The Hoosiers finished the regular season with an overall record of 10–11 and a conference record of 3–9, finishing 9th in the Big Ten Conference. Indiana was not invited to participate in any postseason tournament.

==Roster==

| No. | Name | Position | Ht. | Year | Hometown |
|---|---|---|---|---|---|
| 4 | Gene Farris | F | 6–3 | So. | Campbellsburg, Indiana |
| 5 | Charles Radcliffe | F | 5–10 | Jr. | Paoli, Indiana |
| 5 | Ed Schienbein | G | 5–9 | Sr. | Southport, Indiana |
| 6 | George Cherry | G | 5–11 | Fr. | Greensburg, Indiana |
| 7 | Gene Johnson | C | 6–3 | Fr. | Hartford City, Indiana |
| 8 | Dave Etchison | F | 6–1 | Fr. | Alexandria, Indiana |
| 9 | Jack Herron | G | 5–8 | Jr. | Logansport, Indiana |
| 10 | Robert Goodman | F | 6–1 | Fr. | Paterson, New Jersey |
| 11 | Jack Mercer | G | 6–1 | So. | Brazil, Indiana |
| 12 | Norbert Hermann | G | 6–2 | Fr. | Brownstown, Indiana |
| 14 | Marion Fine | G | 5–6 | So. | Indianapolis, Indiana |
| 15 | Ray Brandenburg | G | 5–10 | So. | Corydon, Indiana |
| 16 | Louis Teats | G | 5–6 | Fr. | Aurora, Indiana |
| 17 | George Laughery | F | 6–1 | Fr. | Robinson, Illinois |
| 18 | Charles Leedke | G | 5–10 | Fr. | Connersville, Indiana |
| 21 | Dean Daniels | F | 5–11 | Fr. | South Bend, Indiana |
| 22 | James Copeland | F | 6–2 | Fr. | Elwood, Indiana |
| 22 | Dick Schnieder | G | 5–11 | Fr. | LaPorte, Indiana |
| 23 | Freeland Armstrong | G | 5–11 | Fr. | Paoli, Indiana |
| 24 | Zygmund Belsowski | G | 5–11 | Fr. | LaPorte, Indiana |
| 25 | George Milan | G | 5–11 | Fr. | East Chicago, Indiana |
| 27 | Gene Turner | G | 5–11 | Fr. | Kokomo, Indiana |
| 29 | Ed Murray | F | 5–10 | Fr. | Cincinnati |
| 35 | Al Kravolansky | F/C | 6–3 | So. | East Chicago, Indiana |
| 39 | Del Russell | F | 6–1 | So. | Park Ridge, Illinois |
| 40 | Milton Mink | C | 6–5 | Fr. | Rochester, Indiana |
| 41 | Ted Kluszewski | F | 6–2 | Fr. | Argo, Illinois |
| 45 | John Roper | C | 6–5 | Fr. | Campbell, Ohio |

==Schedule/results==

| Date time, TV | Rank^{#} | Opponent^{#} | Result | Record | Site city, state |
Regular season
| 11/30/1944* |  | at Wabash | W 43–39 | 1–0 | Crawfordsville, Indiana |
| 12/2/1944* |  | Camp Atterbury | W 44–22 | 2–0 | The Fieldhouse Bloomington, Indiana |
| 12/5/1944* |  | DePauw | L 50–51 | 2–1 | The Fieldhouse Bloomington, Indiana |
| 12/9/1944* |  | at Camp Atterbury | W 63–48 | 3–1 | Camp Atterbury, Indiana |
| 12/14/1944* |  | Wabash | W 55–39 | 4–1 | The Fieldhouse Bloomington, Indiana |
| 12/16/1944* |  | vs.
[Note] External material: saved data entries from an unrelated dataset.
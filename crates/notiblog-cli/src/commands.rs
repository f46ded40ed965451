//! Command implementations.
//!
//! Each command fetches through a [`Blog`] and hands the result to a
//! `write_*` function, so output formatting is testable without a network.

use std::io::{Read, Write};
use std::process::ExitCode;
use std::sync::Arc;

use anyhow::Context;
use chrono::{Local, NaiveDateTime};
use notiblog::core::util::dates::{format_date, format_date_detailed, format_relative_time};
use notiblog::{
    Blog, NotionClient, Post, PostContent, TableOfContentsItem, TagFilterItem,
    extract_table_of_contents, nest_table_of_contents, render_html,
};
use serde::Serialize;

use crate::cli::{Cli, Command};
use crate::config::BlogConfig;
use crate::config_handlers::handle_config_command;

/// How `post` presents a found post.
#[derive(Debug, Clone, Copy, PartialEq, Eq)]
pub enum PostView {
    /// Header and Markdown body
    Body,
    /// Outline of the body
    Toc,
    /// Body rendered to HTML
    Html,
}

impl PostView {
    fn from_flags(toc: bool, html: bool) -> Self {
        match (toc, html) {
            (true, _) => Self::Toc,
            (false, true) => Self::Html,
            (false, false) => Self::Body,
        }
    }
}

/// Runs a parsed command line.
pub async fn run(cli: Cli) -> anyhow::Result<ExitCode> {
    let config_path = cli.config.as_deref();
    let mut stdout = std::io::stdout().lock();

    match cli.command {
        Command::Config { action } => {
            handle_config_command(config_path, action, &mut stdout)?;
            Ok(ExitCode::SUCCESS)
        }
        Command::Toc { file, nested, json } => {
            let markdown = read_input(&file)?;
            cmd_toc(&markdown, nested, json, &mut stdout)?;
            Ok(ExitCode::SUCCESS)
        }
        Command::Posts { tag, json } => {
            let blog = connect(config_path)?;
            cmd_posts(&blog, tag.as_deref(), json, &mut stdout).await?;
            Ok(ExitCode::SUCCESS)
        }
        Command::Post {
            slug,
            toc,
            html,
            json,
        } => {
            let blog = connect(config_path)?;
            let view = PostView::from_flags(toc, html);
            if cmd_post(&blog, &slug, view, json, &mut stdout).await? {
                Ok(ExitCode::SUCCESS)
            } else {
                eprintln!("Post not found: {slug}");
                Ok(ExitCode::FAILURE)
            }
        }
        Command::Tags { json } => {
            let blog = connect(config_path)?;
            cmd_tags(&blog, json, &mut stdout).await?;
            Ok(ExitCode::SUCCESS)
        }
    }
}

/// Builds a [`Blog`] over the Notion API from the loaded configuration.
pub fn connect(config_path: Option<&str>) -> anyhow::Result<Blog> {
    let config = BlogConfig::load(config_path)?;
    let client = NotionClient::new(config.notion.clone())
        .context("Notion connection is not configured; see `notiblog config init`")?;
    tracing::debug!(?client, "Connected");
    Ok(Blog::with_options(Arc::new(client), config.blog_options()))
}

fn read_input(file: &str) -> anyhow::Result<String> {
    if file == "-" {
        let mut buf = String::new();
        std::io::stdin()
            .read_to_string(&mut buf)
            .context("Failed to read stdin")?;
        Ok(buf)
    } else {
        std::fs::read_to_string(file).with_context(|| format!("Failed to read {file}"))
    }
}

// ============================================================================
// Commands
// ============================================================================

/// `posts`: lists published posts.
pub async fn cmd_posts(
    blog: &Blog,
    tag: Option<&str>,
    json: bool,
    out: &mut impl Write,
) -> anyhow::Result<()> {
    let posts = blog.list_published_posts(tag).await?;
    if json {
        write_json(out, &posts)
    } else {
        write_posts(out, &posts, Local::now().naive_local())
    }
}

/// `post`: shows one post. Returns `false` when the slug is not found.
pub async fn cmd_post(
    blog: &Blog,
    slug: &str,
    view: PostView,
    json: bool,
    out: &mut impl Write,
) -> anyhow::Result<bool> {
    let Some(found) = blog.get_post_by_slug(slug).await? else {
        return Ok(false);
    };
    write_post(out, &found, view, json)?;
    Ok(true)
}

/// `tags`: shows tag statistics.
pub async fn cmd_tags(blog: &Blog, json: bool, out: &mut impl Write) -> anyhow::Result<()> {
    let stats = blog.tag_stats().await?;
    if json {
        write_json(out, &stats)
    } else {
        write_tags(out, &stats)
    }
}

/// `toc`: extracts the outline of a Markdown document.
pub fn cmd_toc(
    markdown: &str,
    nested: bool,
    json: bool,
    out: &mut impl Write,
) -> anyhow::Result<()> {
    let mut items = extract_table_of_contents(markdown);
    if nested {
        items = nest_table_of_contents(items);
    }
    if json {
        write_json(out, &items)
    } else {
        write_toc(out, &items, nested)
    }
}

// ============================================================================
// Output
// ============================================================================

fn write_json<T: Serialize + ?Sized>(out: &mut impl Write, value: &T) -> anyhow::Result<()> {
    serde_json::to_writer_pretty(&mut *out, value)?;
    writeln!(out)?;
    Ok(())
}

/// One line per post: date, relative age, slug, title and tags.
pub fn write_posts(out: &mut impl Write, posts: &[Post], now: NaiveDateTime) -> anyhow::Result<()> {
    if posts.is_empty() {
        writeln!(out, "No published posts.")?;
        return Ok(());
    }
    for post in posts {
        let date = post.date.as_deref();
        write!(
            out,
            "{}  ({})  {}  {}",
            format_date(date),
            format_relative_time(date, now),
            post.slug,
            post.title
        )?;
        if !post.tags.is_empty() {
            write!(out, "  [{}]", post.tags.join(", "))?;
        }
        writeln!(out)?;
    }
    Ok(())
}

/// Writes a found post in the requested view.
pub fn write_post(
    out: &mut impl Write,
    found: &PostContent,
    view: PostView,
    json: bool,
) -> anyhow::Result<()> {
    match (view, json) {
        (PostView::Body, true) => write_json(out, found),
        (PostView::Toc, true) => write_json(
            out,
            &nest_table_of_contents(extract_table_of_contents(&found.content)),
        ),
        (PostView::Html, true) => write_json(
            out,
            &serde_json::json!({ "post": found.post, "html": render_html(&found.content) }),
        ),
        (PostView::Body, false) => {
            write_post_header(out, &found.post)?;
            writeln!(out)?;
            writeln!(out, "{}", found.content)?;
            Ok(())
        }
        (PostView::Toc, false) => {
            let items = nest_table_of_contents(extract_table_of_contents(&found.content));
            write_toc(out, &items, true)
        }
        (PostView::Html, false) => {
            write!(out, "{}", render_html(&found.content))?;
            Ok(())
        }
    }
}

fn write_post_header(out: &mut impl Write, post: &Post) -> anyhow::Result<()> {
    writeln!(out, "# {}", post.title)?;
    if !post.description.is_empty() {
        writeln!(out, "{}", post.description)?;
    }
    let mut meta = vec![format_date_detailed(post.date.as_deref())];
    if !post.author.is_empty() {
        meta.push(post.author.clone());
    }
    if post.was_modified() {
        meta.push(format!("수정: {}", format_date(post.modified_date.as_deref())));
    }
    writeln!(out, "{}", meta.join(" · "))?;
    if !post.tags.is_empty() {
        let tags: Vec<String> = post.tags.iter().map(|t| format!("#{t}")).collect();
        writeln!(out, "{}", tags.join(" "))?;
    }
    Ok(())
}

/// Tab-separated tag name and count, aggregate entry first.
pub fn write_tags(out: &mut impl Write, stats: &[TagFilterItem]) -> anyhow::Result<()> {
    for item in stats {
        writeln!(out, "{}\t{}", item.name, item.count)?;
    }
    Ok(())
}

/// Outline as a Markdown list linking to heading anchors.
///
/// Flat outlines indent by heading level; nested ones by depth.
pub fn write_toc(
    out: &mut impl Write,
    items: &[TableOfContentsItem],
    nested: bool,
) -> anyhow::Result<()> {
    fn walk(
        out: &mut impl Write,
        items: &[TableOfContentsItem],
        depth: usize,
        nested: bool,
    ) -> std::io::Result<()> {
        for item in items {
            let indent = if nested {
                depth
            } else {
                usize::from(item.level.saturating_sub(1))
            };
            writeln!(out, "{}- [{}](#{})", "  ".repeat(indent), item.text, item.id)?;
            walk(out, &item.children, depth + 1, nested)?;
        }
        Ok(())
    }
    walk(out, items, 0, nested)?;
    Ok(())
}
Kentucky Indiana–Kentucky rivalry | L 43–61 | 4–2 | Jefferson County Armory Louisville, Kentucky |
| 12/30/1944* |  | Nebraska | W 65–42 | 5–2 | The Fieldhouse Bloomington, Indiana |
| 1/2/1945* |  | Pentathlon of Mexico | W 53–33 | 6–2 | The Fieldhouse Bloomington, Indiana |
| 1/6/1945 |  | at Michigan | L 53–54 | 6–3 (0–1) | Yost Field House Ann Arbor, Michigan |
| 1/9/1945* |  | at DePauw | W 58–38 | 7–3 (0–1) | Bowman Gym Greencastle, Indiana |
| 1/17/1945 |  | Purdue Rivalry | W 51–50 | 8–3 (1–1) | The Fieldhouse Bloomington, Indiana |
| 1/20/1945 |  | at Minnesota | W 48–46 | 9–3 (2–1) | Minnesota Field House Minneapolis |
| 1/22/1945 |  | at Iowa | L 51–56 | 9–4 (2–2) | Iowa Field House Iowa City, IA |
| 1/27/1945 |  | Michigan | L 43–47 | 9–5 (2–3) | The Fieldhouse Bloomington, Indiana |
| 2/5/1945 |  | Minnesota | L 48–56 | 9–6 (2–4) | The Fieldhouse Bloomington, Indiana |
| 2/7/1945 |  | at Purdue Rivalry | L 48–62 | 9–7 (2–5) | Lambert Fieldhouse West Lafayette, Indiana |
| 2/10/1945 |  | Iowa | L 40–45 | 9–8 (2–6) | The Fieldhouse Bloomington, Indiana |
| 2/12/1945 |  | at Illinois Rivalry | L 48–71 | 9–9 (2–7) | Huff Hall Champaign, Illinois |
| 2/17/1945 |  | Ohio State | L 45–63 | 9–10 (2–8) | The Fieldhouse Bloomington, Indiana |
| 2/24/1945 |  | at Ohio State | L 52–85 | 9–11 (2–9) | Ohio Expo Center Coliseum Columbus, Ohio |
| 2/28/1945 |  | Illinois Rivalry | W 65–55 | 10–11 (3–9) | The Fieldhouse Bloomington, Indiana |
*Non-conference game. ^{#}Rankings from AP Poll. (#) Tournament seedings in parentheses.